El «sermón» ha presentado al Hijo, el Mesías Jesús, como sumo sacerdote que da culto de modo eficaz para «santificar» (consagrar a Dios) el ser humano, no un solo pueblo. Por eso, es sacerdote «en la línea de Melquisedec», no en «la línea de Aarón», porque el horizonte de su sacerdocio es más amplio; es un sacerdote perfecto, llegado a la plenitud, mediador de una nueva alianza y de un nuevo culto, que supera la Ley de Moisés e infunde la nueva ley del Espíritu; y, por fin, él es causa de salvación definitiva, porque él mismo entró en el verdadero santuario de Dios, el cielo, y allí se sentó a la diestra de la Majestad después de haber realizado efectivamente la purificación de los pecados, mientras esta obra suya se va realizando en las generaciones posteriores.

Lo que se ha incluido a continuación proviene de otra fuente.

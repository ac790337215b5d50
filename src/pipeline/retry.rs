//! Exponential backoff for transient stage failures.

use crate::config::RetrySettings;
use crate::error::Result;
use std::future::Future;
use std::time::Duration;
use tracing::warn;

/// Backoff policy applied to every external stage call.
///
/// Transient errors (rate limiting, timeouts, service trouble, partial
/// downloads) are retried in place; everything else surfaces on the
/// first failure.
#[derive(Debug, Clone)]
pub struct RetryPolicy {
    max_attempts: u32,
    base_delay: Duration,
    max_delay: Duration,
}

impl RetryPolicy {
    pub fn new(settings: &RetrySettings) -> Self {
        Self {
            max_attempts: settings.max_attempts.max(1),
            base_delay: Duration::from_millis(settings.base_delay_ms),
            max_delay: Duration::from_millis(settings.max_delay_ms),
        }
    }

    /// Delay before retry number `attempt` (0-based): base * 2^attempt,
    /// capped.
    fn delay_for(&self, attempt: u32) -> Duration {
        let factor = 2u64.saturating_pow(attempt);
        let delay = self.base_delay.saturating_mul(factor as u32);
        delay.min(self.max_delay)
    }

    /// Run `op`, retrying transient failures with backoff up to the
    /// configured attempt cap.
    pub async fn run<T, F, Fut>(&self, what: &str, mut op: F) -> Result<T>
    where
        F: FnMut() -> Fut,
        Fut: Future<Output = Result<T>>,
    {
        let mut attempt = 0u32;
        loop {
            match op().await {
                Ok(value) => return Ok(value),
                Err(e) if e.is_transient() && attempt + 1 < self.max_attempts => {
                    let delay = self.delay_for(attempt);
                    warn!(
                        "{} failed (attempt {}/{}), retrying in {:?}: {}",
                        what,
                        attempt + 1,
                        self.max_attempts,
                        delay,
                        e
                    );
                    tokio::time::sleep(delay).await;
                    attempt += 1;
                }
                Err(e) => return Err(e),
            }
        }
    }
}

#[cfg(test)]
mod tests {
    use super::*;
    use crate::error::SkribentError;
    use std::sync::atomic::{AtomicU32, Ordering};

    fn fast_policy(max_attempts: u32) -> RetryPolicy {
        RetryPolicy::new(&RetrySettings {
            max_attempts,
            base_delay_ms: 1,
            max_delay_ms: 4,
        })
    }

    #[test]
    fn test_delay_growth_is_capped() {
        let policy = RetryPolicy::new(&RetrySettings {
            max_attempts: 10,
            base_delay_ms: 100,
            max_delay_ms: 1000,
        });
        assert_eq!(policy.delay_for(0), Duration::from_millis(100));
        assert_eq!(policy.delay_for(1), Duration::from_millis(200));
        assert_eq!(policy.delay_for(2), Duration::from_millis(400));
        assert_eq!(policy.delay_for(5), Duration::from_millis(1000));
        assert_eq!(policy.delay_for(30), Duration::from_millis(1000));
    }

    #[tokio::test]
    async fn test_transient_errors_are_retried() {
        let calls = AtomicU32::new(0);
        let result = fast_policy(4)
            .run("test op", || {
                let n = calls.fetch_add(1, Ordering::SeqCst);
                async move {
                    if n < 2 {
                        Err(SkribentError::RateLimited("slow down".into()))
                    } else {
                        Ok(42)
                    }
                }
            })
            .await
            .unwrap();

        assert_eq!(result, 42);
        assert_eq!(calls.load(Ordering::SeqCst), 3);
    }

    #[tokio::test]
    async fn test_attempt_cap_is_honored() {
        let calls = AtomicU32::new(0);
        let err = fast_policy(3)
            .run("test op", || {
                calls.fetch_add(1, Ordering::SeqCst);
                async { Err::<(), _>(SkribentError::Timeout("still down".into())) }
            })
            .await
            .unwrap_err();

        assert!(matches!(err, SkribentError::Timeout(_)));
        assert_eq!(calls.load(Ordering::SeqCst), 3);
    }

    #[tokio::test]
    async fn test_fatal_errors_are_not_retried() {
        let calls = AtomicU32::new(0);
        let err = fast_policy(5)
            .run("test op", || {
                calls.fetch_add(1, Ordering::SeqCst);
                async { Err::<(), _>(SkribentError::VideoNotFound("gone".into())) }
            })
            .await
            .unwrap_err();

        assert!(matches!(err, SkribentError::VideoNotFound(_)));
        assert_eq!(calls.load(Ordering::SeqCst), 1);
    }
}
//! Skribent - Video to Article Pipeline
//!
//! Turns YouTube videos into styled written articles through a
//! resumable, idempotent multi-stage pipeline.
//!
//! The name "Skribent" comes from the Norwegian/Scandinavian word for
//! "writer."
//!
//! # Overview
//!
//! Skribent allows you to:
//! - Download a video's media, metadata, and native captions
//! - Resolve a transcript from captions or speech-to-text
//! - Analyze the transcript into sections, key points, and an outline
//! - Generate articles in several styles (blog, wiki, listicle, deep-dive)
//!
//! Every stage persists its output before the next one starts, so a
//! crashed or cancelled run resumes from the first incomplete stage.
//!
//! # Architecture
//!
//! The library is organized into several modules:
//!
//! - `config` - Configuration management
//! - `media` - Media acquisition (yt-dlp, ffmpeg)
//! - `transcript` - Transcript resolution (captions vs. Whisper)
//! - `analyze` - Content analysis
//! - `generate` - Style-specific article generation
//! - `pipeline` - Orchestration, retries, resumability
//! - `store` - The relational store (keywords, videos, transcripts, articles)
//!
//! # Example
//!
//! ```rust,no_run
//! use skribent::config::Settings;
//! use skribent::generate::ArticleStyle;
//! use skribent::pipeline::{CancelToken, Orchestrator, WorkRequest};
//!
//! #[tokio::main]
//! async fn main() -> anyhow::Result<()> {
//!     let settings = Settings::load()?;
//!     let orchestrator = Orchestrator::new(settings)?;
//!
//!     let request = WorkRequest {
//!         video_ref: "https://www.youtube.com/watch?v=dQw4w9WgXcQ".into(),
//!         keyword: "classic videos".into(),
//!         styles: vec![ArticleStyle::Blog, ArticleStyle::Listicle],
//!         language: None,
//!         force_transcript: false,
//!         force_regenerate: false,
//!     };
//!
//!     let report = orchestrator.process(&request, &CancelToken::new()).await?;
//!     println!("Generated {} article(s)", report.generated_count());
//!
//!     Ok(())
//! }
//! ```

pub mod analyze;
pub mod cli;
pub mod config;
pub mod error;
pub mod generate;
pub mod media;
pub mod openai;
pub mod pipeline;
pub mod region;
pub mod store;
pub mod transcript;

pub use error::{Result, SkribentError};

Esta parte concluye con una exhortación a vivir cristianamente con generosidad y valentía, con libertad y solidaridad, con sinceridad y constancia, centrados en la adhesión a Jesús, esperando el cumplimiento de su promesa y amando a los hermanos. Esta es la tercera exhortación que hay en el «sermón» (cf. 3,7–4,14; 5,11–6,2); al mismo tiempo que saca las consecuencias de lo dicho en esta parte (5,11–10,18), completa las dos exhortaciones precedentes.
Heb 10,19-25.
La exhortación toma como punto de partida la libertad cristiana, concretamente referida al hecho de que el seguidor de Jesús puede entrar al mismo santuario que él –el cielo– «llevando la sangre de Jesús», no la de animales, y lo que antes constituía privilegio exclusivo del sumo sacerdote se convierte en prerrogativa de todo cristiano, el acceso directo a Dios, y no en un templo material, sino en la misma realidad divina («el santuario» del cielo). «Llevar la sangre de Jesús» implica que el seguidor de Jesús «entra» en el ámbito divino purificado por el Espíritu de Jesús que le ha dado el perdón y, al mismo tiempo, lo ha impulsado a entregar su «cuerpo», como Jesús, para realizar el designio de Dios. Esto confirma que el seguidor de Jesús ejerce su sacerdocio y también tiene la facultad de interceder por la humanidad.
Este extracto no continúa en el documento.